Flow's consensus protocol supports two modes: Participant and Follower. A Participant is a node that actively contributes to advancing consensus via proposing and voting on new blocks. A central responsibility of Participants is to enforce block validity, by only voting on valid blocks and raising slashing challenges on invalid blocks. Consensus nodes operate in the Participant mode for Flow's main consensus [1].
The Consensus Follower is the module which allows any non-consensus node to track consensus progress trustlessly. The follower independently applies consensus rules and locally asserts block finality. Essentially, it shields the higher-level processing logic within the node from any malicious nodes sending invalid blocks.
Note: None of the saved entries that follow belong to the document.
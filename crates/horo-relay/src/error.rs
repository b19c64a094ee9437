use thiserror::Error;

#[derive(Debug, Error)]
pub enum RelayError {
    #[error("subscription to {table} failed: {reason}")]
    SubscribeFailed { table: String, reason: String },

    #[error("notification facility error: {0}")]
    Facility(String),

    #[error("auth provider error: {0}")]
    Auth(String),

    #[error("invalid refresh token")]
    InvalidRefreshToken,

    #[error("storage error: {0}")]
    Storage(#[from] rusqlite::Error),

    #[error("serialization error: {0}")]
    Serialization(#[from] serde_json::Error),
}

pub type Result<T, E = RelayError> = std::result::Result<T, E>;
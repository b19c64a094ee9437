//! Test doubles shared by the unit tests in this crate.

use std::sync::atomic::{AtomicBool, AtomicUsize, Ordering};
use std::sync::Mutex;

use async_trait::async_trait;
use chrono::Utc;
use serde_json::Value;
use tokio::sync::broadcast;
use uuid::Uuid;

use horo_types::notification::{
    DeliveredNotification, NotificationContent, NotificationRequest, NotificationResponse,
    PermissionStatus, DEFAULT_ACTION,
};

use crate::error::{RelayError, Result};
use crate::sink::NotificationFacility;

/// Notification facility that records what it was asked to do.
pub(crate) struct RecordingFacility {
    status: Mutex<PermissionStatus>,
    prompt_answer: Mutex<PermissionStatus>,
    prompts: AtomicUsize,
    fail_schedule: AtomicBool,
    scheduled: Mutex<Vec<NotificationRequest>>,
    received: broadcast::Sender<DeliveredNotification>,
    responses: broadcast::Sender<NotificationResponse>,
}

impl RecordingFacility {
    fn with_status(status: PermissionStatus, prompt_answer: PermissionStatus) -> Self {
        let (received, _) = broadcast::channel(16);
        let (responses, _) = broadcast::channel(16);
        Self {
            status: Mutex::new(status),
            prompt_answer: Mutex::new(prompt_answer),
            prompts: AtomicUsize::new(0),
            fail_schedule: AtomicBool::new(false),
            scheduled: Mutex::new(Vec::new()),
            received,
            responses,
        }
    }

    /// Permission already granted at the OS level.
    pub(crate) fn granted() -> Self {
        Self::with_status(PermissionStatus::Granted, PermissionStatus::Granted)
    }

    /// Permission undetermined; the prompt answers with `answer`.
    pub(crate) fn prompting(answer: PermissionStatus) -> Self {
        Self::with_status(PermissionStatus::Undetermined, answer)
    }

    pub(crate) fn set_prompt_answer(&self, answer: PermissionStatus) {
        *self.prompt_answer.lock().unwrap() = answer;
    }

    pub(crate) fn set_fail_schedule(&self, fail: bool) {
        self.fail_schedule.store(fail, Ordering::SeqCst);
    }

    pub(crate) fn prompts(&self) -> usize {
        self.prompts.load(Ordering::SeqCst)
    }

    pub(crate) fn scheduled(&self) -> Vec<NotificationRequest> {
        self.scheduled.lock().unwrap().clone()
    }

    /// Simulate the user tapping a notification carrying `data`.
    pub(crate) fn tap(&self, data: Value) {
        let notification = DeliveredNotification {
            id: Uuid::new_v4(),
            content: NotificationContent {
                title: String::new(),
                body: String::new(),
                data,
                sound: None,
            },
            delivered_at: Utc::now(),
        };
        let _ = self.responses.send(NotificationResponse {
            notification,
            action: DEFAULT_ACTION.to_string(),
        });
    }
}

#[async_trait]
impl NotificationFacility for RecordingFacility {
    async fn get_permissions(&self) -> Result<PermissionStatus> {
        Ok(*self.status.lock().unwrap())
    }

    async fn request_permissions(&self) -> Result<PermissionStatus> {
        self.prompts.fetch_add(1, Ordering::SeqCst);
        let answer = *self.prompt_answer.lock().unwrap();
        *self.status.lock().unwrap() = answer;
        Ok(answer)
    }

    async fn schedule(&self, request: NotificationRequest) -> Result<Uuid> {
        if self.fail_schedule.load(Ordering::SeqCst) {
            return Err(RelayError::Facility("scheduling rejected".into()));
        }
        self.scheduled.lock().unwrap().push(request.clone());
        let delivered = DeliveredNotification {
            id: Uuid::new_v4(),
            content: request.content,
            delivered_at: Utc::now(),
        };
        let id = delivered.id;
        let _ = self.received.send(delivered);
        Ok(id)
    }

    fn received_listener(&self) -> broadcast::Receiver<DeliveredNotification> {
        self.received.subscribe()
    }

    fn response_listener(&self) -> broadcast::Receiver<NotificationResponse> {
        self.responses.subscribe()
    }
}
Unlike Participants, Followers do not need to validate block payloads in full — instead they can validate block headers only, utilizing the verification work already done by Participants.
Improvements
The new Follower implementation leverages the architectural improvements of our recent consensus upgrade by hardening nodes against various attacks, enabling the Follower to detect consensus violations, and lays the groundwork for extremely efficient light clients in the future.
The majority of improvements were unlocked by redesigning how and when Flow nodes validate Quorum Certificates (QCs). A QC is an aggregate of votes from a supermajority of consensus participants. While proposing or voting for an invalid block is a slashable protocol violation, the protocol still has to handle this scenario as individual consensus participants can be purposefully malicious (in technical terms ‘Byzantine’).
Flow employs Jolteon as its BFT consensus algorithm, which is an optimized flavor of HotStuff. In HotStuff, the QC for block B is included in B’s child block(s). A valid QC attests that a supermajority of consensus participants consider the block a valid extension of the chain. We say that a block B is certified, if and only if a valid QC for block B is known.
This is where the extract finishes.